Last Thursday, for the very first time, she absolutely sobbed when I took her into her classroom. We walked in, and instead of telling me bye and going over to the painting center like she usually does, she looked up at me with that bottom lip out, and as soon as I asked her what was wrong, she lost it. I tried to remind her that I come back for her every time and that I'd see her right after her nap, but she just wouldn't let go of my leg. One of the teacher's aides finally had to come over and hold her and try to distract her while I walked out, feeling like the worst parent ever. I'm not working, so should I subject her to that "torture"?
Okay, I know that's not a rational thought when I'm thinking about it under normal circumstances. But I worried all morning and was so relieved when I picked her up and she was just fine.
So Tuesday, I was a bit nervous driving over there because I didn't want it to happen again. She was quiet the whole drive, but when I took her in, the saddest thing I saw was her bottom lip quivering, and then she went to make smiley faces.

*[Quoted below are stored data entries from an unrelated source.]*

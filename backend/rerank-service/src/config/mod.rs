use crate::error::Result;
use crate::services::RerankerConfig;
use serde::Deserialize;
use std::path::PathBuf;

#[derive(Debug, Clone, Deserialize)]
pub struct Config {
    pub rerank: RerankSettings,
    pub batch: BatchSettings,
}

/// Which reranker the batch job runs.
#[derive(Debug, Clone, Copy, PartialEq, Eq, Deserialize)]
#[serde(rename_all = "lowercase")]
pub enum Algorithm {
    CombSum,
    XQuad,
    Binomial,
    Mmr,
    Random,
}

impl Algorithm {
    pub fn as_str(&self) -> &'static str {
        match self {
            Algorithm::CombSum => "combsum",
            Algorithm::XQuad => "xquad",
            Algorithm::Binomial => "binomial",
            Algorithm::Mmr => "mmr",
            Algorithm::Random => "random",
        }
    }
}

/// `RERANK_*` variables.
#[derive(Debug, Clone, Deserialize)]
pub struct RerankSettings {
    #[serde(default = "default_algorithm")]
    pub algorithm: Algorithm,
    #[serde(default = "default_lambda")]
    pub lambda: f64,
    #[serde(default = "default_cutoff")]
    pub cutoff: usize,
    #[serde(default)]
    pub window_size: Option<usize>,
    #[serde(default)]
    pub normalize: bool,
    #[serde(default)]
    pub append_tail: bool,
    /// Output length per user; defaults to the cutoff
    #[serde(default)]
    pub max_length: Option<usize>,
    /// Weight of the global feature distribution in the binomial model
    #[serde(default = "default_alpha")]
    pub alpha: f64,
    #[serde(default)]
    pub seed: u64,
}

/// `BATCH_*` variables.
#[derive(Debug, Clone, Deserialize)]
pub struct BatchSettings {
    pub recommendations_path: PathBuf,
    pub preferences_path: PathBuf,
    pub features_path: PathBuf,
    pub output_path: PathBuf,
    #[serde(default)]
    pub concurrency: Option<usize>,
}

fn default_algorithm() -> Algorithm {
    Algorithm::XQuad
}

fn default_lambda() -> f64 {
    0.5
}

fn default_cutoff() -> usize {
    20
}

fn default_alpha() -> f64 {
    0.5
}

impl Default for RerankSettings {
    fn default() -> Self {
        Self {
            algorithm: default_algorithm(),
            lambda: default_lambda(),
            cutoff: default_cutoff(),
            window_size: None,
            normalize: false,
            append_tail: false,
            max_length: None,
            alpha: default_alpha(),
            seed: 0,
        }
    }
}

impl RerankSettings {
    /// Unvalidated; validation happens when a reranker is built.
    pub fn reranker_config(&self) -> RerankerConfig {
        let mut config = RerankerConfig::new(self.lambda, self.cutoff)
            .with_normalize(self.normalize)
            .with_append_tail(self.append_tail);
        if let Some(window) = self.window_size {
            config = config.with_window_size(window);
        }
        config
    }

    pub fn output_length(&self) -> usize {
        self.max_length.unwrap_or(self.cutoff)
    }
}

impl BatchSettings {
    /// Worker count; falls back to the number of CPUs.
    pub fn concurrency(&self) -> usize {
        self.concurrency
            .filter(|&n| n > 0)
            .unwrap_or_else(num_cpus::get)
    }
}

impl Config {
    pub fn from_env() -> Result<Self> {
        dotenvy::dotenv().ok();

        Ok(Config {
            rerank: envy::prefixed("RERANK_").from_env()?,
            batch: envy::prefixed("BATCH_").from_env()?,
        })
    }
}

#[cfg(test)]
mod tests {
    use super::*;
    use crate::error::RerankError;

    const RERANK_VARS: &[&str] = &[
        "RERANK_ALGORITHM",
        "RERANK_LAMBDA",
        "RERANK_CUTOFF",
        "RERANK_WINDOW_SIZE",
        "RERANK_NORMALIZE",
        "RERANK_APPEND_TAIL",
        "RERANK_MAX_LENGTH",
        "RERANK_ALPHA",
        "RERANK_SEED",
    ];

    fn set_batch_paths() {
        std::env::set_var("BATCH_RECOMMENDATIONS_PATH", "/data/recs.jsonl");
        std::env::set_var("BATCH_PREFERENCES_PATH", "/data/prefs.tsv");
        std::env::set_var("BATCH_FEATURES_PATH", "/data/features.tsv");
        std::env::set_var("BATCH_OUTPUT_PATH", "/data/out.jsonl");
        std::env::remove_var("BATCH_CONCURRENCY");
    }

    #[test]
    #[serial_test::serial]
    fn test_defaults_from_env() {
        RERANK_VARS.iter().for_each(|v| std::env::remove_var(v));
        set_batch_paths();

        let config = Config::from_env().unwrap();
        assert_eq!(config.rerank.algorithm, Algorithm::XQuad);
        assert_eq!(config.rerank.cutoff, 20);
        assert_eq!(config.rerank.output_length(), 20);
        assert!(config.rerank.window_size.is_none());
        assert_eq!(config.batch.output_path, PathBuf::from("/data/out.jsonl"));
        assert!(config.batch.concurrency() >= 1);
    }

    #[test]
    #[serial_test::serial]
    fn test_overrides_from_env() {
        RERANK_VARS.iter().for_each(|v| std::env::remove_var(v));
        set_batch_paths();
        std::env::set_var("RERANK_ALGORITHM", "binomial");
        std::env::set_var("RERANK_LAMBDA", "0.9");
        std::env::set_var("RERANK_CUTOFF", "10");
        std::env::set_var("RERANK_WINDOW_SIZE", "100");
        std::env::set_var("RERANK_NORMALIZE", "true");
        std::env::set_var("BATCH_CONCURRENCY", "3");

        let config = Config::from_env().unwrap();
        assert_eq!(config.rerank.algorithm, Algorithm::Binomial);
        assert_eq!(config.batch.concurrency(), 3);

        let reranker_config = config.rerank.reranker_config();
        assert_eq!(reranker_config.lambda, 0.9);
        assert_eq!(reranker_config.cutoff, 10);
        assert_eq!(reranker_config.window_size, Some(100));
        assert!(reranker_config.normalize);
        assert!(reranker_config.validate().is_ok());

        RERANK_VARS.iter().for_each(|v| std::env::remove_var(v));
        std::env::remove_var("BATCH_CONCURRENCY");
    }

    #[test]
    #[serial_test::serial]
    fn test_missing_paths_fail() {
        std::env::remove_var("BATCH_OUTPUT_PATH");
        assert!(matches!(Config::from_env(), Err(RerankError::Config(_))));
    }

    #[test]
    #[serial_test::serial]
    fn test_malformed_value_is_config_error() {
        RERANK_VARS.iter().for_each(|v| std::env::remove_var(v));
        set_batch_paths();
        std::env::set_var("RERANK_LAMBDA", "lots");

        let result = Config::from_env();
        std::env::remove_var("RERANK_LAMBDA");
        assert!(matches!(result, Err(RerankError::Config(_))));
    }

    #[test]
    fn test_algorithm_names() {
        assert_eq!(Algorithm::CombSum.as_str(), "combsum");
        assert_eq!(Algorithm::XQuad.as_str(), "xquad");
    }
}
pub mod diversity;

pub use diversity::{
    build_reranker, BinomialCoverage, CombSum, LambdaReranker, Mmr, RandomReranker, Reranker,
    RerankerConfig, XQuad,
};
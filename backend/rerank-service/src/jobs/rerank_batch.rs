// ============================================
// Rerank Batch Job
// ============================================
//
// Reranks a whole file of per-user recommendations.
//
// Workflow:
// 1. Read recommendations (one JSON object per line)
// 2. Rerank every user on a blocking worker, at most `concurrency` at a time
// 3. Write the reranked lists (one JSON object per line)
//
// Users are independent; output order across users is not preserved.

use crate::error::{RerankError, Result};
use crate::services::Reranker;
use chrono::{DateTime, Utc};
use futures::stream::{self, StreamExt};
use recsys_core::format::{read_recommendations, write_recommendations};
use recsys_core::{Id, Recommendation};
use serde::de::DeserializeOwned;
use serde::Serialize;
use std::path::Path;
use std::sync::Arc;
use std::time::Instant;
use tracing::{error, info};

/// Rerank batch statistics
#[derive(Debug, Clone, Default)]
pub struct BatchStats {
    pub started_at: Option<DateTime<Utc>>,
    pub completed_at: Option<DateTime<Utc>>,
    pub users_processed: usize,
    pub items_in: usize,
    pub items_out: usize,
    pub total_duration_ms: u64,
}

/// Rerank batch job runner
pub struct RerankBatchJob<U, I> {
    reranker: Arc<dyn Reranker<U, I>>,
    max_length: usize,
    concurrency: usize,
}

impl<U: Id, I: Id> RerankBatchJob<U, I> {
    pub fn new(reranker: Arc<dyn Reranker<U, I>>, max_length: usize, concurrency: usize) -> Self {
        Self {
            reranker,
            max_length,
            concurrency: concurrency.max(1),
        }
    }

    /// Rerank all recommendations.
    ///
    /// Fails as a whole if any worker fails; no partial output is returned.
    pub async fn run(
        &self,
        recommendations: Vec<Recommendation<U, I>>,
    ) -> Result<(Vec<Recommendation<U, I>>, BatchStats)> {
        let started_at = Utc::now();
        let start = Instant::now();
        let items_in = recommendations.iter().map(Recommendation::len).sum();

        info!(
            reranker = self.reranker.name(),
            users = recommendations.len(),
            concurrency = self.concurrency,
            max_length = self.max_length,
            "Starting rerank batch"
        );

        let max_length = self.max_length;
        let results: Vec<std::result::Result<Recommendation<U, I>, tokio::task::JoinError>> =
            stream::iter(recommendations)
                .map(|recommendation| {
                    let reranker = self.reranker.clone();
                    tokio::task::spawn_blocking(move || {
                        reranker.rerank(&recommendation, max_length)
                    })
                })
                .buffer_unordered(self.concurrency)
                .collect()
                .await;

        let mut reranked = Vec::with_capacity(results.len());
        for result in results {
            match result {
                Ok(recommendation) => reranked.push(recommendation),
                Err(e) => {
                    error!(error = %e, "Rerank worker failed");
                    return Err(RerankError::Task(e.to_string()));
                }
            }
        }

        let stats = BatchStats {
            started_at: Some(started_at),
            completed_at: Some(Utc::now()),
            users_processed: reranked.len(),
            items_in,
            items_out: reranked.iter().map(Recommendation::len).sum(),
            total_duration_ms: start.elapsed().as_millis() as u64,
        };

        info!(
            users = stats.users_processed,
            items_in = stats.items_in,
            items_out = stats.items_out,
            duration_ms = stats.total_duration_ms,
            "Rerank batch completed"
        );

        Ok((reranked, stats))
    }
}

impl<U, I> RerankBatchJob<U, I>
where
    U: Id + Serialize + DeserializeOwned,
    I: Id + Serialize + DeserializeOwned,
{
    /// Read `input`, rerank, and write `output` (JSON lines).
    pub async fn run_file(&self, input: &Path, output: &Path) -> Result<BatchStats> {
        let recommendations: Vec<Recommendation<U, I>> = read_recommendations(input)?;
        let (reranked, stats) = self.run(recommendations).await?;
        write_recommendations(output, &reranked)?;

        info!(
            input = %input.display(),
            output = %output.display(),
            "Wrote reranked recommendations"
        );
        Ok(stats)
    }
}
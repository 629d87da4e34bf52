use recsys_core::{FeatureData, Id, PreferenceData};
use std::collections::HashMap;
use std::sync::Arc;
use tracing::debug;

/// Intent distribution of one user.
#[derive(Debug, Clone, PartialEq)]
pub struct UserIntentModel<F: Id> {
    probabilities: HashMap<F, f64>,
}

impl<F: Id> Default for UserIntentModel<F> {
    fn default() -> Self {
        Self {
            probabilities: HashMap::new(),
        }
    }
}

impl<F: Id> UserIntentModel<F> {
    pub fn from_probabilities(probabilities: HashMap<F, f64>) -> Self {
        Self { probabilities }
    }

    /// Prior probability of intent `f`; 0.0 for intents the user never showed.
    pub fn p(&self, f: &F) -> f64 {
        self.probabilities.get(f).copied().unwrap_or(0.0)
    }

    pub fn contains(&self, f: &F) -> bool {
        self.probabilities.contains_key(f)
    }

    pub fn is_empty(&self) -> bool {
        self.probabilities.is_empty()
    }
}

/// Intent-aware model: a user's intents are the features of the items they
/// interacted with, weighted by frequency.
pub struct IntentModel<U: Id, I: Id, F: Id> {
    models: HashMap<U, Arc<UserIntentModel<F>>>,
    empty: Arc<UserIntentModel<F>>,
    feature_data: Arc<dyn FeatureData<I, F>>,
}

impl<U: Id, I: Id, F: Id> IntentModel<U, I, F> {
    pub fn new(
        users: impl IntoIterator<Item = U>,
        preferences: &dyn PreferenceData<U, I>,
        feature_data: Arc<dyn FeatureData<I, F>>,
    ) -> Self {
        let models: HashMap<U, Arc<UserIntentModel<F>>> = users
            .into_iter()
            .map(|user| {
                let model = Self::build_user_model(&user, preferences, feature_data.as_ref());
                (user, Arc::new(model))
            })
            .collect();

        debug!(users = models.len(), "Built intent models");

        Self {
            models,
            empty: Arc::new(UserIntentModel::default()),
            feature_data,
        }
    }

    fn build_user_model(
        user: &U,
        preferences: &dyn PreferenceData<U, I>,
        feature_data: &dyn FeatureData<I, F>,
    ) -> UserIntentModel<F> {
        let mut counts: HashMap<F, f64> = HashMap::new();
        for pref in preferences.user_preferences(user) {
            for (f, _) in feature_data.item_features(&pref.id) {
                *counts.entry(f.clone()).or_insert(0.0) += 1.0;
            }
        }

        let norm: f64 = counts.values().sum();
        if norm > 0.0 {
            counts.values_mut().for_each(|c| *c /= norm);
        }

        UserIntentModel::from_probabilities(counts)
    }

    /// Model of `user`; users without a model get an empty one.
    pub fn user_model(&self, user: &U) -> Arc<UserIntentModel<F>> {
        self.models
            .get(user)
            .cloned()
            .unwrap_or_else(|| self.empty.clone())
    }

    pub fn feature_data(&self) -> &Arc<dyn FeatureData<I, F>> {
        &self.feature_data
    }

    pub fn num_users(&self) -> usize {
        self.models.len()
    }
}

#[cfg(test)]
mod tests {
    use super::*;
    use recsys_core::{SimpleFeatureData, SimplePreferenceData};

    fn fixture() -> IntentModel<&'static str, &'static str, &'static str> {
        let prefs = SimplePreferenceData::from_triples(vec![
            ("u1", "i1", 5.0),
            ("u1", "i2", 3.0),
            ("u2", "i3", 4.0),
        ]);
        let features = SimpleFeatureData::from_triples(vec![
            ("i1", "action", 1.0),
            ("i1", "comedy", 1.0),
            ("i2", "action", 1.0),
            ("i3", "drama", 1.0),
        ]);
        IntentModel::new(prefs.users(), &prefs, Arc::new(features))
    }

    #[test]
    fn test_intent_probabilities_follow_feature_frequency() {
        let model = fixture();
        let u1 = model.user_model(&"u1");

        assert!((u1.p(&"action") - 2.0 / 3.0).abs() < 1e-12);
        assert!((u1.p(&"comedy") - 1.0 / 3.0).abs() < 1e-12);
        assert_eq!(u1.p(&"drama"), 0.0);
        assert!(!u1.contains(&"drama"));
        assert_eq!(model.num_users(), 2);
    }

    #[test]
    fn test_unknown_user_gets_empty_model() {
        let model = fixture();
        assert!(model.user_model(&"ghost").is_empty());
    }
}
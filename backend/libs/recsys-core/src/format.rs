//! Line-oriented readers and writers.
//!
//! - preferences: `user<TAB>item[<TAB>value]`, value defaults to 1.0
//! - features: `item<TAB>feature[<TAB>weight]`, weight defaults to 1.0
//! - recommendations: one JSON object per line
//!
//! Blank lines and lines starting with `#` are skipped.

use crate::error::{DataError, DataResult};
use crate::feature::SimpleFeatureData;
use crate::preference::{PreferenceData, SimplePreferenceData};
use crate::recommendation::{Id, Recommendation};
use serde::de::DeserializeOwned;
use serde::Serialize;
use std::fmt::Display;
use std::fs::File;
use std::io::{BufRead, BufReader, BufWriter, Write};
use std::path::Path;
use std::str::FromStr;
use tracing::debug;

/// Load preference triples from a tab-separated file.
pub fn load_preferences<U, I>(path: impl AsRef<Path>) -> DataResult<SimplePreferenceData<U, I>>
where
    U: Id + FromStr,
    I: Id + FromStr,
    U::Err: Display,
    I::Err: Display,
{
    let path = path.as_ref();
    let reader = open(path)?;
    let data = parse_preferences(reader, &path.display().to_string())?;
    debug!(
        path = %path.display(),
        users = data.num_users(),
        preferences = data.num_preferences(),
        "Loaded preference data"
    );
    Ok(data)
}

/// Load item features from a tab-separated file.
pub fn load_features<I, F>(path: impl AsRef<Path>) -> DataResult<SimpleFeatureData<I, F>>
where
    I: Id + FromStr,
    F: Id + FromStr,
    I::Err: Display,
    F::Err: Display,
{
    let path = path.as_ref();
    let reader = open(path)?;
    let data = parse_features(reader, &path.display().to_string())?;
    debug!(
        path = %path.display(),
        items = data.num_items(),
        "Loaded feature data"
    );
    Ok(data)
}

/// Read a JSON-lines recommendation file.
pub fn read_recommendations<U, I>(path: impl AsRef<Path>) -> DataResult<Vec<Recommendation<U, I>>>
where
    U: DeserializeOwned,
    I: DeserializeOwned,
{
    let path = path.as_ref();
    let reader = open(path)?;
    parse_recommendations(reader, &path.display().to_string())
}

/// Write recommendations as JSON lines, replacing the file.
pub fn write_recommendations<U, I>(
    path: impl AsRef<Path>,
    recommendations: &[Recommendation<U, I>],
) -> DataResult<()>
where
    U: Serialize,
    I: Serialize,
{
    let path = path.as_ref();
    let file = File::create(path).map_err(|e| DataError::io(path, e))?;
    let mut writer = BufWriter::new(file);
    for recommendation in recommendations {
        serde_json::to_writer(&mut writer, recommendation)?;
        writer.write_all(b"\n").map_err(|e| DataError::io(path, e))?;
    }
    writer.flush().map_err(|e| DataError::io(path, e))?;
    Ok(())
}

/// Parse tab-separated `user<TAB>item[<TAB>value]` records.
pub fn parse_preferences<U, I>(
    reader: impl BufRead,
    source: &str,
) -> DataResult<SimplePreferenceData<U, I>>
where
    U: Id + FromStr,
    I: Id + FromStr,
    U::Err: Display,
    I::Err: Display,
{
    let mut data = SimplePreferenceData::new();
    for_each_record(reader, source, |line_no, fields| {
        let (user, item, value) = parse_triple::<U, I>(source, line_no, fields)?;
        data.add(user, item, value);
        Ok(())
    })?;
    Ok(data)
}

/// Parse tab-separated `item<TAB>feature[<TAB>weight]` records.
pub fn parse_features<I, F>(reader: impl BufRead, source: &str) -> DataResult<SimpleFeatureData<I, F>>
where
    I: Id + FromStr,
    F: Id + FromStr,
    I::Err: Display,
    F::Err: Display,
{
    let mut data = SimpleFeatureData::new();
    for_each_record(reader, source, |line_no, fields| {
        let (item, feature, weight) = parse_triple::<I, F>(source, line_no, fields)?;
        data.add(item, feature, weight);
        Ok(())
    })?;
    Ok(data)
}

/// Parse JSON-lines recommendations.
pub fn parse_recommendations<U, I>(
    reader: impl BufRead,
    source: &str,
) -> DataResult<Vec<Recommendation<U, I>>>
where
    U: DeserializeOwned,
    I: DeserializeOwned,
{
    let mut recommendations = Vec::new();
    for (idx, line) in reader.lines().enumerate() {
        let line = line.map_err(|e| DataError::io(source, e))?;
        let trimmed = line.trim();
        if trimmed.is_empty() || trimmed.starts_with('#') {
            continue;
        }
        let recommendation = serde_json::from_str(trimmed)
            .map_err(|e| DataError::malformed(source, idx + 1, e.to_string()))?;
        recommendations.push(recommendation);
    }
    Ok(recommendations)
}

fn open(path: &Path) -> DataResult<BufReader<File>> {
    File::open(path)
        .map(BufReader::new)
        .map_err(|e| DataError::io(path, e))
}

fn for_each_record<R, G>(reader: R, source: &str, mut on_record: G) -> DataResult<()>
where
    R: BufRead,
    G: FnMut(usize, Vec<&str>) -> DataResult<()>,
{
    for (idx, line) in reader.lines().enumerate() {
        let line = line.map_err(|e| DataError::io(source, e))?;
        let trimmed = line.trim();
        if trimmed.is_empty() || trimmed.starts_with('#') {
            continue;
        }
        on_record(idx + 1, trimmed.split('\t').collect())?;
    }
    Ok(())
}

fn parse_triple<A, B>(source: &str, line_no: usize, fields: Vec<&str>) -> DataResult<(A, B, f64)>
where
    A: FromStr,
    B: FromStr,
    A::Err: Display,
    B::Err: Display,
{
    if fields.len() < 2 || fields.len() > 3 {
        return Err(DataError::malformed(
            source,
            line_no,
            format!("expected 2 or 3 tab-separated fields, got {}", fields.len()),
        ));
    }

    let first = fields[0]
        .parse::<A>()
        .map_err(|e| DataError::malformed(source, line_no, e.to_string()))?;
    let second = fields[1]
        .parse::<B>()
        .map_err(|e| DataError::malformed(source, line_no, e.to_string()))?;
    let value = match fields.get(2) {
        Some(raw) => raw
            .parse::<f64>()
            .map_err(|e| DataError::malformed(source, line_no, format!("bad value {raw:?}: {e}")))?,
        None => 1.0,
    };

    Ok((first, second, value))
}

Last night, we had some girl time while Terry was at practice and Taylor was in bed, and out of the blue, she said to me, "I was really missing you today at school."
"You were?"
"Yes. I started to go tell my teacher that I missed my Mommy, but then I just told myself, 'I get to see her at the end of the day. When I wake up from my nap, there she'll be.'" She smiled at me.
"That is so great, Aidan," I said to her. "I'm so glad you knew to think that way. Mommy's always going to come back for you."
"I know." A small pause, then she looked at me again. "Mommy, what did you tell yourself when you missed me so much today?"
I just love that kid.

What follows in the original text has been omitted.